WHAT THE EXERCISE ASKS. Below is a set of entries; copy all of them exactly.

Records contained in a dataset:
<<<<

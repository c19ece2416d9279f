//! # StageSync Worker
//!
//! Runs the scheduler and a job worker against PostgreSQL-backed coordination
//! and a pgmq queue until Ctrl-C.
//!
//! Stage jobs in this binary are handled by a placeholder that logs and
//! succeeds; applications embedding the library register their own
//! [`SyncJobHandler`] implementations for the stage job types.

use anyhow::Context;
use async_trait::async_trait;
use clap::Parser;
use sqlx::postgres::PgPoolOptions;
use std::path::PathBuf;
use std::sync::Arc;
use tokio::sync::broadcast;
use tracing::{error, info};

use stagesync_core::config::ConfigManager;
use stagesync_core::constants::JobType;
use stagesync_core::coordination::PgCoordinationStore;
use stagesync_core::logging::init_structured_logging;
use stagesync_core::messaging::PgmqQueueBroker;
use stagesync_core::orchestration::{OrchestrationScheduler, Orchestrator};
use stagesync_core::worker::{
    HandlerRegistry, JobContext, JobError, OrchestrateFullSyncHandler, SyncJobHandler, SyncWorker,
};

#[derive(Parser)]
#[command(name = "stagesync-worker")]
#[command(about = "Run the staged sync scheduler and worker")]
#[command(version = env!("CARGO_PKG_VERSION"))]
struct Cli {
    /// Configuration directory (default: $STAGESYNC_CONFIG_DIR or ./config)
    #[arg(short, long)]
    config_dir: Option<PathBuf>,

    /// Do not submit scheduled full sync jobs; only consume jobs
    #[arg(long)]
    no_scheduler: bool,

    /// Perform a single full sync run in this process and exit
    #[arg(long)]
    run_once: bool,
}

#[derive(Debug)]
struct PlaceholderStageHandler(JobType);

#[async_trait]
impl SyncJobHandler for PlaceholderStageHandler {
    fn job_type(&self) -> JobType {
        self.0
    }

    async fn handle(&self, context: &JobContext) -> Result<(), JobError> {
        info!(
            job_type = %context.job_type,
            job_id = %context.job_id,
            attempt = context.attempt,
            "Stage job received by placeholder handler"
        );
        Ok(())
    }
}

#[tokio::main]
async fn main() -> anyhow::Result<()> {
    let cli = Cli::parse();
    init_structured_logging();

    let manager =
        ConfigManager::load_or_default(cli.config_dir).context("failed to load configuration")?;
    let config = manager.config();
    info!(
        environment = %manager.environment(),
        config = %manager.debug_config(),
        "⚙️ Configuration loaded"
    );

    let pool = PgPoolOptions::new()
        .max_connections(config.database.max_connections)
        .acquire_timeout(config.database.acquire_timeout())
        .connect(&config.database.database_url())
        .await
        .context("failed to connect to PostgreSQL")?;

    let store = Arc::new(PgCoordinationStore::new(pool.clone()));
    store.ensure_schema().await?;

    let broker = Arc::new(PgmqQueueBroker::new_with_pool(pool.clone(), &config.queue).await);
    broker.ensure_queue().await?;

    let orchestrator = Arc::new(Orchestrator::new(store.clone(), broker.clone(), config));

    if cli.run_once {
        let outcome = orchestrator.run_full_sync().await?;
        info!(
            run_id = %outcome.run_id,
            final_state = %outcome.final_state,
            submitted = outcome.submitted.len(),
            "Single run finished"
        );
        if let Some(failure) = outcome.failure {
            anyhow::bail!("full sync failed in stage {}: {}", failure.stage, failure.error);
        }
        return Ok(());
    }

    let registry = Arc::new(HandlerRegistry::new());
    registry.register(Arc::new(OrchestrateFullSyncHandler::new(orchestrator)))?;
    for job_type in config.all_stage_jobs() {
        registry.register(Arc::new(PlaceholderStageHandler(job_type)))?;
    }

    let (shutdown_tx, _) = broadcast::channel(4);

    let scheduler = (!cli.no_scheduler).then(|| {
        OrchestrationScheduler::new(broker.clone(), &config.orchestration)
            .spawn(shutdown_tx.subscribe())
    });

    let worker = Arc::new(SyncWorker::new(broker, registry, store, config));
    let worker_handle = worker.spawn(shutdown_tx.subscribe());

    tokio::signal::ctrl_c()
        .await
        .context("failed to listen for Ctrl-C")?;
    info!("🛑 Shutdown requested");
    if shutdown_tx.send(()).is_err() {
        error!("No running components received the shutdown signal");
    }

    if let Some(scheduler) = scheduler {
        let submitted = scheduler.await?;
        info!(submitted, "Scheduler finished");
    }
    let stats = worker_handle.await?;
    info!(processed = stats.processed, "Worker finished");

    pool.close().await;
    Ok(())
}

>>>>

WRITTEN SOLUTION.
repository c19ece2416d9279f
//! # StageSync Worker
//!
//! Runs the scheduler and a job worker against PostgreSQL-backed coordination
//! and a pgmq queue until Ctrl-C.
//!
//! Stage jobs in this binary are handled by a placeholder that logs and
//! succeeds; applications embedding the library register their own
//! [`SyncJobHandler`] implementations for the stage job types.

use anyhow::Context;
use async_trait::async_trait;
use clap::Parser;
use sqlx::postgres::PgPoolOptions;
use std::path::PathBuf;
use std::sync::Arc;
use tokio::sync::broadcast;
use tracing::{error, info};

use stagesync_core::config::ConfigManager;
use stagesync_core::constants::JobType;
use stagesync_core::coordination::PgCoordinationStore;
use stagesync_core::logging::init_structured_logging;
use stagesync_core::messaging::PgmqQueueBroker;
use stagesync_core::orchestration::{OrchestrationScheduler, Orchestrator};
use stagesync_core::worker::{
    HandlerRegistry, JobContext, JobError, OrchestrateFullSyncHandler, SyncJobHandler, SyncWorker,
};

#[derive(Parser)]
#[command(name = "stagesync-worker")]
#[command(about = "Run the staged sync scheduler and worker")]
#[command(version = env!("CARGO_PKG_VERSION"))]
struct Cli {
    /// Configuration directory (default: $STAGESYNC_CONFIG_DIR or ./config)
    #[arg(short, long)]
    config_dir: Option<PathBuf>,

    /// Do not submit scheduled full sync jobs; only consume jobs
    #[arg(long)]
    no_scheduler: bool,

    /// Perform a single full sync run in this process and exit
    #[arg(long)]
    run_once: bool,
}

#[derive(Debug)]
struct PlaceholderStageHandler(JobType);

#[async_trait]
impl SyncJobHandler for PlaceholderStageHandler {
    fn job_type(&self) -> JobType {
        self.0
    }

    async fn handle(&self, context: &JobContext) -> Result<(), JobError> {
        info!(
            job_type = %context.job_type,
            job_id = %context.job_id,
            attempt = context.attempt,
            "Stage job received by placeholder handler"
        );
        Ok(())
    }
}

#[tokio::main]
async fn main() -> anyhow::Result<()> {
    let cli = Cli::parse();
    init_structured_logging();

    let manager =
        ConfigManager::load_or_default(cli.config_dir).context("failed to load configuration")?;
    let config = manager.config();
    info!(
        environment = %manager.environment(),
        config = %manager.debug_config(),
        "⚙️ Configuration loaded"
    );

    let pool = PgPoolOptions::new()
        .max_connections(config.database.max_connections)
        .acquire_timeout(config.database.acquire_timeout())
        .connect(&config.database.database_url())
        .await
        .context("failed to connect to PostgreSQL")?;

    let store = Arc::new(PgCoordinationStore::new(pool.clone()));
    store.ensure_schema().await?;

    let broker = Arc::new(PgmqQueueBroker::new_with_pool(pool.clone(), &config.queue).await);
    broker.ensure_queue().await?;

    let orchestrator = Arc::new(Orchestrator::new(store.clone(), broker.clone(), config));

    if cli.run_once {
        let outcome = orchestrator.run_full_sync().await?;
        info!(
            run_id = %outcome.run_id,
            final_state = %outcome.final_state,
            submitted = outcome.submitted.len(),
            "Single run finished"
        );
        if let Some(failure) = outcome.failure {
            anyhow::bail!("full sync failed in stage {}: {}", failure.stage, failure.error);
        }
        return Ok(());
    }

    let registry = Arc::new(HandlerRegistry::new());
    registry.register(Arc::new(OrchestrateFullSyncHandler::new(orchestrator)))?;
    for job_type in config.all_stage_jobs() {
        registry.register(Arc::new(PlaceholderStageHandler(job_type)))?;
    }

    let (shutdown_tx, _) = broadcast::channel(4);

    let scheduler = (!cli.no_scheduler).then(|| {
        OrchestrationScheduler::new(broker.clone(), &config.orchestration)
            .spawn(shutdown_tx.subscribe())
    });

    let worker = Arc::new(SyncWorker::new(broker, registry, store, config));
    let worker_handle = worker.spawn(shutdown_tx.subscribe());

    tokio::signal::ctrl_c()
        .await
        .context("failed to listen for Ctrl-C")?;
    info!("🛑 Shutdown requested");
    if shutdown_tx.send(()).is_err() {
        error!("No running components received the shutdown signal");
    }

    if let Some(scheduler) = scheduler {
        let submitted = scheduler.await?;
        info!(submitted, "Scheduler finished");
    }
    let stats = worker_handle.await?;
    info!(processed = stats.processed, "Worker finished");

    pool.close().await;
    Ok(())
}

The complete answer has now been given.